»»

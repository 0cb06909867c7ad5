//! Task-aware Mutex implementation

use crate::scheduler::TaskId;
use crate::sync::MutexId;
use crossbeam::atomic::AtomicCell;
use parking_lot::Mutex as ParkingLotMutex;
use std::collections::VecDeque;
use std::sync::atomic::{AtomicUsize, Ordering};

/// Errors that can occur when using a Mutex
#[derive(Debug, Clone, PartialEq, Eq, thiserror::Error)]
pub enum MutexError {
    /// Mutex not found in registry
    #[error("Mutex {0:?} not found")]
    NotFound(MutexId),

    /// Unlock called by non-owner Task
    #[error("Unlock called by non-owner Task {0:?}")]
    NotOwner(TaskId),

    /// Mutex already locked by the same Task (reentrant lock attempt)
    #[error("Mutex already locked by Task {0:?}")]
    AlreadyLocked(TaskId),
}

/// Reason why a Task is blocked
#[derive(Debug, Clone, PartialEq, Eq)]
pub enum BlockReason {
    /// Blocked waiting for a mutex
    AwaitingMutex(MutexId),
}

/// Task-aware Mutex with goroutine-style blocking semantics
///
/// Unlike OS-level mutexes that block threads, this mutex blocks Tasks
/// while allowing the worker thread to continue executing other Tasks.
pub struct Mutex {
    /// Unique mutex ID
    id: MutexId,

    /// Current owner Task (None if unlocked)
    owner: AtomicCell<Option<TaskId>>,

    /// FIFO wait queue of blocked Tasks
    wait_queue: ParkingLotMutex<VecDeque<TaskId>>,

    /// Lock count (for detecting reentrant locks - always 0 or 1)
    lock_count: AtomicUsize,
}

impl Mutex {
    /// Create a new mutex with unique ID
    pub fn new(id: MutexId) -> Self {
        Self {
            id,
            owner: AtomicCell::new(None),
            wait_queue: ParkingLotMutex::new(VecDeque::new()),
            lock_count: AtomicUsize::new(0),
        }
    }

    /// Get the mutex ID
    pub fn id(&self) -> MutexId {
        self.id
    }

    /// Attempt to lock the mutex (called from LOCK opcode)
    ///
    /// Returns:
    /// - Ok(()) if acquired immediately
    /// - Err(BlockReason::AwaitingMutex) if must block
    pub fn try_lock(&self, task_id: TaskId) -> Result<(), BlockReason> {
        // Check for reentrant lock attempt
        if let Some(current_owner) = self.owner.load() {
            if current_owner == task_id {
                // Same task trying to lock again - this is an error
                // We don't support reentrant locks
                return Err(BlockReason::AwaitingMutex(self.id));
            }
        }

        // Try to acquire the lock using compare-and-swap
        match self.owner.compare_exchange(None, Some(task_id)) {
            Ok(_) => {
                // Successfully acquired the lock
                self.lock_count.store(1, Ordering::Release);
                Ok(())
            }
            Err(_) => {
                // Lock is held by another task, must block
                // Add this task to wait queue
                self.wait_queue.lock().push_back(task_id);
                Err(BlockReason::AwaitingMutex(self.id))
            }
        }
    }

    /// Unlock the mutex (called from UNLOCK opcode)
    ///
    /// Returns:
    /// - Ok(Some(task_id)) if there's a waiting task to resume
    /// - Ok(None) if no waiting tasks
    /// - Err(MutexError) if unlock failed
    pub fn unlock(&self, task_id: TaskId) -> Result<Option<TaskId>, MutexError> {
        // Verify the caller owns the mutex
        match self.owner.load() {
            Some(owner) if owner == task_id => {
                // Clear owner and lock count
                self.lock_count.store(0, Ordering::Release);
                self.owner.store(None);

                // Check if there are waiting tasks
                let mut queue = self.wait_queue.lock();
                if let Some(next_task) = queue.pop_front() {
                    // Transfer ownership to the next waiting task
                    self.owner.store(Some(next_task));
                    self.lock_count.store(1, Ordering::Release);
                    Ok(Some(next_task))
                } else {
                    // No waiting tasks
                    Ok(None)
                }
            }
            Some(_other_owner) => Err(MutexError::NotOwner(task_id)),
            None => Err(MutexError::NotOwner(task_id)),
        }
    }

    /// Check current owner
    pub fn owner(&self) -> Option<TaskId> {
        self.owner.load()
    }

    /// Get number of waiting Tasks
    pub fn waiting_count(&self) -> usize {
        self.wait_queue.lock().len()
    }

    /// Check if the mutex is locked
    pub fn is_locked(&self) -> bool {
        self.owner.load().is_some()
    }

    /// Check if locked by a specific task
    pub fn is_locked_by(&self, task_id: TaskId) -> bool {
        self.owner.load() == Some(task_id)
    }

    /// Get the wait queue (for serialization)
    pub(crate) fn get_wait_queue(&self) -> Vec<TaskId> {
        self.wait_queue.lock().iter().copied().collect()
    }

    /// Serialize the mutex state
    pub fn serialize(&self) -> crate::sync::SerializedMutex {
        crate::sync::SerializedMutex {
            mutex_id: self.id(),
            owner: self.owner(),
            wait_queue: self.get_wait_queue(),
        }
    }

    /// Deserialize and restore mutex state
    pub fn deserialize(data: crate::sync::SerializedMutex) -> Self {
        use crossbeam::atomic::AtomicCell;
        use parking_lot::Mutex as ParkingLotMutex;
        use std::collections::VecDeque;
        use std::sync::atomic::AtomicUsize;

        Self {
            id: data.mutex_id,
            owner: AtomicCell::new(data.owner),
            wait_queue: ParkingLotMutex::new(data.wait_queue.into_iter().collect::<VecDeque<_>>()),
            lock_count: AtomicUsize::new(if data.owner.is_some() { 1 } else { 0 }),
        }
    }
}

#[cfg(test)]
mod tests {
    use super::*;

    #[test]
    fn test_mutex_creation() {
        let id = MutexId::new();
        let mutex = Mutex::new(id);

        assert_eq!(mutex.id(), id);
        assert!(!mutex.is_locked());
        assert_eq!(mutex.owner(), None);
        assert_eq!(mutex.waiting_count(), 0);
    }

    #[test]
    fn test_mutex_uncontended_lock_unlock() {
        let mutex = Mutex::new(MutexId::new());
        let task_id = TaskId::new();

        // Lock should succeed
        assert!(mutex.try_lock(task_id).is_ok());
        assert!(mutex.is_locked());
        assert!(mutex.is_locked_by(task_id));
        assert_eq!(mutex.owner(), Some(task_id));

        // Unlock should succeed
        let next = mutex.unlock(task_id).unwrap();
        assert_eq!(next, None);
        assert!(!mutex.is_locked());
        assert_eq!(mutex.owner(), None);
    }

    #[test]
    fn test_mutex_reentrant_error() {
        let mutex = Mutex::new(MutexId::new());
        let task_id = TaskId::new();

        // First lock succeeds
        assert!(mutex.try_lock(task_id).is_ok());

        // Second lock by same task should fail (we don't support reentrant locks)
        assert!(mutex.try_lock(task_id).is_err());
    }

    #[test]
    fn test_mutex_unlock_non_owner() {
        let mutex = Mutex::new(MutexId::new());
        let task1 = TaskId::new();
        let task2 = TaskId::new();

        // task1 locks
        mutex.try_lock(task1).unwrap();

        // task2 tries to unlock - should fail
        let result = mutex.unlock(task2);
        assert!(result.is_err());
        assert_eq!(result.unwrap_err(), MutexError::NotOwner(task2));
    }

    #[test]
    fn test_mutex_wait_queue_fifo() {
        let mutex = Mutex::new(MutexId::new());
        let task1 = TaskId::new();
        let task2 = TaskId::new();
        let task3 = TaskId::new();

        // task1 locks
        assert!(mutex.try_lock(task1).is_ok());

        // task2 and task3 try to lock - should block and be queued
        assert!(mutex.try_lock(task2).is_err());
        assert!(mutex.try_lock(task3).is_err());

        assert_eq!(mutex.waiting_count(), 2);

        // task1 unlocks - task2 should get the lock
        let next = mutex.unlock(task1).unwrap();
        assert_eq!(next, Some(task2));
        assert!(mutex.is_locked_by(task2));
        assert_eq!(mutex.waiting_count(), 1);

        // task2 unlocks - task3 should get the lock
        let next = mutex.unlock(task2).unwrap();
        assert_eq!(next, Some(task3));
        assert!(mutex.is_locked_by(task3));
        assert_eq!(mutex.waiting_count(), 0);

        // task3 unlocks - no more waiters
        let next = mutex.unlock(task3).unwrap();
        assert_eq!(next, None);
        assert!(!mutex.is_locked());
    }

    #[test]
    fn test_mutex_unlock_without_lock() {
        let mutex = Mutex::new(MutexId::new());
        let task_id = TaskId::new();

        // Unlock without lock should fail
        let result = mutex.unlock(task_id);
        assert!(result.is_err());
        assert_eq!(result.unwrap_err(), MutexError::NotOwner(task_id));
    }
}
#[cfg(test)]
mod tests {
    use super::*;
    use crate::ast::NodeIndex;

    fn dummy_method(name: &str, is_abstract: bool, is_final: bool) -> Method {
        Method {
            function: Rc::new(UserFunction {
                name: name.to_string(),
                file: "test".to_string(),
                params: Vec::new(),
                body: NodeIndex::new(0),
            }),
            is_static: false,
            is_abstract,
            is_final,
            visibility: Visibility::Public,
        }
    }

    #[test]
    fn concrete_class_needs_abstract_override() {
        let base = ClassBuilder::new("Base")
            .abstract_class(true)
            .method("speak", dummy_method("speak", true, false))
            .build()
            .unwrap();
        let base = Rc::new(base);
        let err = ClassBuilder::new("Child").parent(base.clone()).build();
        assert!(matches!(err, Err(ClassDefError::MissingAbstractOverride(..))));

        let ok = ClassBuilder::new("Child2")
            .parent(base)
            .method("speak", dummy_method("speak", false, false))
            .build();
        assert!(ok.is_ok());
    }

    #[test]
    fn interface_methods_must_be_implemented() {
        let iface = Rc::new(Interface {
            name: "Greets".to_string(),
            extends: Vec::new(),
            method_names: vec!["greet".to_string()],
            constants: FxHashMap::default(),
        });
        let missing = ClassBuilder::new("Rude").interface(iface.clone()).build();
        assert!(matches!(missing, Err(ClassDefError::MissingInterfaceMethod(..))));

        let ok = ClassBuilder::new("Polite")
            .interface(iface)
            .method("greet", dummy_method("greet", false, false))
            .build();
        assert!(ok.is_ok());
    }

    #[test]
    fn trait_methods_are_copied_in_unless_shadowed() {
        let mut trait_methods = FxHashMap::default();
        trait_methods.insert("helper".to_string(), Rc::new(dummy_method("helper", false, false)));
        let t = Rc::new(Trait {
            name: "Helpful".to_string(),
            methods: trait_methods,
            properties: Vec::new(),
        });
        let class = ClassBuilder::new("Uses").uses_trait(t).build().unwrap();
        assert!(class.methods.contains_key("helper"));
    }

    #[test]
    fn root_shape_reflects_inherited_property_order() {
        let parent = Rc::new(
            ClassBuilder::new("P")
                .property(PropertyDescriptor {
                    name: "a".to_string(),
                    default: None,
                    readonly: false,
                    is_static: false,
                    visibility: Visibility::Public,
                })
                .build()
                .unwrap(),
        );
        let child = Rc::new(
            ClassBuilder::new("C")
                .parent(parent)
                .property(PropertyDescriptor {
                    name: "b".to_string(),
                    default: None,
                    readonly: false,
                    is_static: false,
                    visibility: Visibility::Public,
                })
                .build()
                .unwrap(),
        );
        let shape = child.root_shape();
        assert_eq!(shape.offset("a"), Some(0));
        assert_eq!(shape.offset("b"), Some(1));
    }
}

««
»»

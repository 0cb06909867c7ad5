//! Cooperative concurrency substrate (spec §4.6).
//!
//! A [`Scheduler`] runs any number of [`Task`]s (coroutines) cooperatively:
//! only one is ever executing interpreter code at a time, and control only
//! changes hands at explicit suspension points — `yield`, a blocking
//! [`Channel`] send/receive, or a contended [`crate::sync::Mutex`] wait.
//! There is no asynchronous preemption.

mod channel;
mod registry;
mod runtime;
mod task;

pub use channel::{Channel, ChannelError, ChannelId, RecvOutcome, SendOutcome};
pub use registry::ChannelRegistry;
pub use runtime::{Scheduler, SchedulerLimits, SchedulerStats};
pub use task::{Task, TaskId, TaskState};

««
»»

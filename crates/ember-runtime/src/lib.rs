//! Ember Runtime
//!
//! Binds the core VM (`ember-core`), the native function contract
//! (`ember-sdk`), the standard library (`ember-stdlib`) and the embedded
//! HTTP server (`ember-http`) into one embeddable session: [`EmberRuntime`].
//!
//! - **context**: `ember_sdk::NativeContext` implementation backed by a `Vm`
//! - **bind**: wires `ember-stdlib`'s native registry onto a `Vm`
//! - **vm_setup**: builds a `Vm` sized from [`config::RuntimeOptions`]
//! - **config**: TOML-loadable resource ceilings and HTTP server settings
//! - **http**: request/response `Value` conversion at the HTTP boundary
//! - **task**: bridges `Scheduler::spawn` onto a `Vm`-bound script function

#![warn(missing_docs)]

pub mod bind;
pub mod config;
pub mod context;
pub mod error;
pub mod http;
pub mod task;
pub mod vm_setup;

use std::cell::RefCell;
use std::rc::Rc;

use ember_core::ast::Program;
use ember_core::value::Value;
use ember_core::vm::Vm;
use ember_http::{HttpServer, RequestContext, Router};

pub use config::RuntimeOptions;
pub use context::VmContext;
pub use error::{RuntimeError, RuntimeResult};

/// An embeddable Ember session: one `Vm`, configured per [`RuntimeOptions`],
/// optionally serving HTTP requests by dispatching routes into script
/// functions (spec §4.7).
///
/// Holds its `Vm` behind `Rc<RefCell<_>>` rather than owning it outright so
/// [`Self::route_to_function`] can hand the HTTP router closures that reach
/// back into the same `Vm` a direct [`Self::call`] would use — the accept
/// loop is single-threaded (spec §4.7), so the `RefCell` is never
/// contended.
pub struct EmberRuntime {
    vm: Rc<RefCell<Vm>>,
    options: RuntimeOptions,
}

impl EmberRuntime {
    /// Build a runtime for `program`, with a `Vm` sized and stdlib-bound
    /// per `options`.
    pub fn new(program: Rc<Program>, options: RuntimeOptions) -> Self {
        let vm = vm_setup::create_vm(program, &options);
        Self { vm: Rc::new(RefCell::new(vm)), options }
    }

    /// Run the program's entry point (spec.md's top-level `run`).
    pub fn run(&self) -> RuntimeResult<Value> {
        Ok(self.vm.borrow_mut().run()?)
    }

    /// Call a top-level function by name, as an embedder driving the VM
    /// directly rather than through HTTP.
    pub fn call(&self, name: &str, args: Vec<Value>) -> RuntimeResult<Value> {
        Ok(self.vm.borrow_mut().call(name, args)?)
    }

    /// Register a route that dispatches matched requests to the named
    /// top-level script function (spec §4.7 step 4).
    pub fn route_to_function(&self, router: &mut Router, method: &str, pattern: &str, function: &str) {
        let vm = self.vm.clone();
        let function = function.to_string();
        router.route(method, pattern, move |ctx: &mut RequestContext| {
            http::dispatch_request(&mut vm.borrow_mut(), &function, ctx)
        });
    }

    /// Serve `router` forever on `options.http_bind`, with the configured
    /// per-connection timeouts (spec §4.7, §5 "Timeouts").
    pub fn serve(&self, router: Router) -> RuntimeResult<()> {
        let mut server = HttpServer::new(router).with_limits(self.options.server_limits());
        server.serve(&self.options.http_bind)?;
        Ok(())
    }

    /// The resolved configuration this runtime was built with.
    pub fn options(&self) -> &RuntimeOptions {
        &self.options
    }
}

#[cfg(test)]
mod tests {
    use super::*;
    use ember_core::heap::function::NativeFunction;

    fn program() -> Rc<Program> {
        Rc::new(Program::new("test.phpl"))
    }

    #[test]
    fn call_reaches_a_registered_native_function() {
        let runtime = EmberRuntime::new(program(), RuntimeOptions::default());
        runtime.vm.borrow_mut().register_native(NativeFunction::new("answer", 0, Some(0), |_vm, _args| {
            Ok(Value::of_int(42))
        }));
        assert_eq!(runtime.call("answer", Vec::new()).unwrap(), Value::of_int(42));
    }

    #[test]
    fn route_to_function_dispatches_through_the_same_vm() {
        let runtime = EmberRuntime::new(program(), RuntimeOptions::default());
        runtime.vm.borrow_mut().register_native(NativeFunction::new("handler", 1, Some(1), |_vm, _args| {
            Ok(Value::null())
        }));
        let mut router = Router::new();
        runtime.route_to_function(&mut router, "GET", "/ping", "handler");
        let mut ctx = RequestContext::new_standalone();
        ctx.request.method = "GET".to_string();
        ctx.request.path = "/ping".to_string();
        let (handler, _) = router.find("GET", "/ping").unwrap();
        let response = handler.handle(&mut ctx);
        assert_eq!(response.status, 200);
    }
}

««

EXERCISE DIRECTIONS:
Could you return exactly the lines above from the line with "is an error" to the line with "pub fn owner(&self)", both included, and nothing else?

ANSWER BELOW:
                // Same task trying to lock again - this is an error
                // We don't support reentrant locks
                return Err(BlockReason::AwaitingMutex(self.id));
            }
        }

        // Try to acquire the lock using compare-and-swap
        match self.owner.compare_exchange(None, Some(task_id)) {
            Ok(_) => {
                // Successfully acquired the lock
                self.lock_count.store(1, Ordering::Release);
                Ok(())
            }
            Err(_) => {
                // Lock is held by another task, must block
                // Add this task to wait queue
                self.wait_queue.lock().push_back(task_id);
                Err(BlockReason::AwaitingMutex(self.id))
            }
        }
    }

    /// Unlock the mutex (called from UNLOCK opcode)
    ///
    /// Returns:
    /// - Ok(Some(task_id)) if there's a waiting task to resume
    /// - Ok(None) if no waiting tasks
    /// - Err(MutexError) if unlock failed
    pub fn unlock(&self, task_id: TaskId) -> Result<Option<TaskId>, MutexError> {
        // Verify the caller owns the mutex
        match self.owner.load() {
            Some(owner) if owner == task_id => {
                // Clear owner and lock count
                self.lock_count.store(0, Ordering::Release);
                self.owner.store(None);

                // Check if there are waiting tasks
                let mut queue = self.wait_queue.lock();
                if let Some(next_task) = queue.pop_front() {
                    // Transfer ownership to the next waiting task
                    self.owner.store(Some(next_task));
                    self.lock_count.store(1, Ordering::Release);
                    Ok(Some(next_task))
                } else {
                    // No waiting tasks
                    Ok(None)
                }
            }
            Some(_other_owner) => Err(MutexError::NotOwner(task_id)),
            None => Err(MutexError::NotOwner(task_id)),
        }
    }

    /// Check current owner
    pub fn owner(&self) -> Option<TaskId> {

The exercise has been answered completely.